Amarin Patent Appeal Is a Coin Toss With Billions on the Line
(Bloomberg) — Amarin Corp. analysts say investors should bet on the drugmaker’s ability to overturn a devastating patent ruling despite odds that resemble a coin flip.
Analysts expect large gains for the shares if Amarin prevails in the Federal Circuit Court of Appeals, where oral arguments begin Wednesday. The company is challenging a U.S. judge’s decision in March to invalidate patents for its heart pill Vascepa, which wiped out $3.5 billion in market value.
The stock could surge toward $30 to $35 if Amarin prevails, while a loss would send the shares to the $2 to $4 range, Cantor Fitzgerald analyst Louise Chen wrote. The stock closed Monday at $7.76. That potential gain is worth the risk, according to analysts, with Chen advising clients to not “let this opportunity evaporate.”
Options set to expire Sept. 4 suggest the shares could move 20% between now and Friday. Of the contracts expiring Friday, calls outweigh puts at a rate of 3.9-to-1, which on the surface is a bullish indicator. Implied volatility is 276%, compared with the three-month realized volatility of 47%.
The selection of who will serve on the three-judge panel is expected to have huge implications for investors trying to get a better read on the outcome. The identity of the three judges will be available Wednesday morning. A group of procedural or “pro-pharma” judges would be the most favorable outcome for Amarin, with 10 of the 18 eligible judges likely straddling that line, Piper Sandler analyst Yasmeen Rahimi wrote. Two judges are “pro-generic,” according to Rahimi: Circuit Court Judge Sharon Prost and Circuit Court Judge Jimmie V. Reyna. The remaining six are wild cards, she wrote.

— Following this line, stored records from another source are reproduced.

// Timeline - Musical time for the step grid
// Handles tempo, steps-per-bar modes and the conversion from steps to seconds

use std::fmt;

/// Slowest tempo the metronome accepts
pub const MIN_BPM: u16 = 30;

/// Fastest tempo the metronome accepts
pub const MAX_BPM: u16 = 300;

/// Tempo used on first launch
pub const DEFAULT_BPM: u16 = 120;

/// Base visual latency compensation in milliseconds.
/// 50ms is the value that still keeps the highlight in sync at 300 BPM.
pub const VISUAL_LATENCY_MS: f64 = 50.0;

/// Above this step duration the compensation shrinks proportionally
const SLOW_STEP_THRESHOLD_MS: f64 = 100.0;

/// Upper bound of the shrunken compensation at slow tempos
const SLOW_STEP_MAX_COMPENSATION_MS: f64 = 15.0;

/// Steps per bar. Determines how a beat (quarter note) is subdivided.
#[derive(Debug, Clone, Copy, PartialEq, Eq, Hash, serde::Serialize, serde::Deserialize)]
pub enum StepMode {
    /// 16 steps per bar, the beat is split into sixteenth notes
    Sixteen,
    /// 12 steps per bar, the beat is split into triplets
    Twelve,
}

impl StepMode {
    /// Number of grid cells in one bar
    pub fn steps_per_bar(self) -> usize {
        match self {
            StepMode::Sixteen => 16,
            StepMode::Twelve => 12,
        }
    }

    /// Number of steps that make up one beat (4 for sixteenths, 3 for triplets)
    pub fn steps_per_beat(self) -> usize {
        self.steps_per_bar() / 4
    }

    /// Divisor applied to the beat duration: `mode / 4`
    pub fn beat_subdivision(self) -> f64 {
        self.steps_per_bar() as f64 / 4.0
    }
}

impl Default for StepMode {
    fn default() -> Self {
        StepMode::Sixteen
    }
}

impl fmt::Display for StepMode {
    fn fmt(&self, f: &mut fmt::Formatter<'_>) -> fmt::Result {
        write!(f, "{}-step", self.steps_per_bar())
    }
}

/// Tempo in BPM (Beats Per Minute)
///
/// Always within [`MIN_BPM`, `MAX_BPM`]: every constructor and mutator clamps,
/// out-of-range requests are never rejected.
#[derive(Debug, Clone, Copy, PartialEq, Eq, Hash)]
pub struct Tempo {
    bpm: u16,
}

impl Tempo {
    /// Creates a new tempo, clamped to the supported range
    pub fn new(bpm: i32) -> Self {
        Self {
            bpm: clamp_bpm(bpm),
        }
    }

    /// Get BPM value
    pub fn bpm(&self) -> u16 {
        self.bpm
    }

    /// Set BPM value (clamped), returns the value actually stored
    pub fn set_bpm(&mut self, bpm: i32) -> u16 {
        self.bpm = clamp_bpm(bpm);
        self.bpm
    }

    /// Add `delta` BPM then clamp
    pub fn adjust(&mut self, delta: i32) -> u16 {
        self.set_bpm((self.bpm as i32).saturating_add(delta))
    }

    /// Duration of one grid step in seconds for the given mode
    pub fn step_duration_seconds(&self, mode: StepMode) -> f64 {
        seconds_per_step(self.bpm, mode)
    }
}

impl Default for Tempo {
    fn default() -> Self {
        Self { bpm: DEFAULT_BPM }
    }
}

impl fmt::Display for Tempo {
    fn fmt(&self, f: &mut fmt::Formatter<'_>) -> fmt::Result {
        write!(f, "{} BPM", self.bpm)
    }
}

fn clamp_bpm(bpm: i32) -> u16 {
    bpm.clamp(MIN_BPM as i32, MAX_BPM as i32) as u16
}

/// `(60 / bpm) / (mode / 4)`
///
/// 16-step mode divides the beat by 4, 12-step mode divides it by 3.
#[inline]
pub fn seconds_per_step(bpm: u16, mode: StepMode) -> f64 {
    (60.0 / bpm as f64) / mode.beat_subdivision()
}

/// How far ahead of the audio the step highlight is allowed to light up.
///
/// Fixed 50ms for short steps. Once a step lasts longer than 100ms the lead
/// becomes `min(step_ms / 10, 15)` so the light doesn't jump ahead at slow tempos.
#[inline]
pub fn visual_compensation_ms(step_duration_ms: f64) -> f64 {
    if step_duration_ms > SLOW_STEP_THRESHOLD_MS {
        (step_duration_ms / 10.0).min(SLOW_STEP_MAX_COMPENSATION_MS)
    } else {
        VISUAL_LATENCY_MS
    }
}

Amarin has a “50/50 shot” of winning the appeal, according to two patent specialists that Stifel consulted. Those odds could swing between zero and 70% depending on who is on the panel, they said. There are a number of factors that make the case “very difficult to handicap,” Stifel analyst Derek Archila wrote.
Analysts expect a decision on the appeal later this year or in the first quarter of 2021.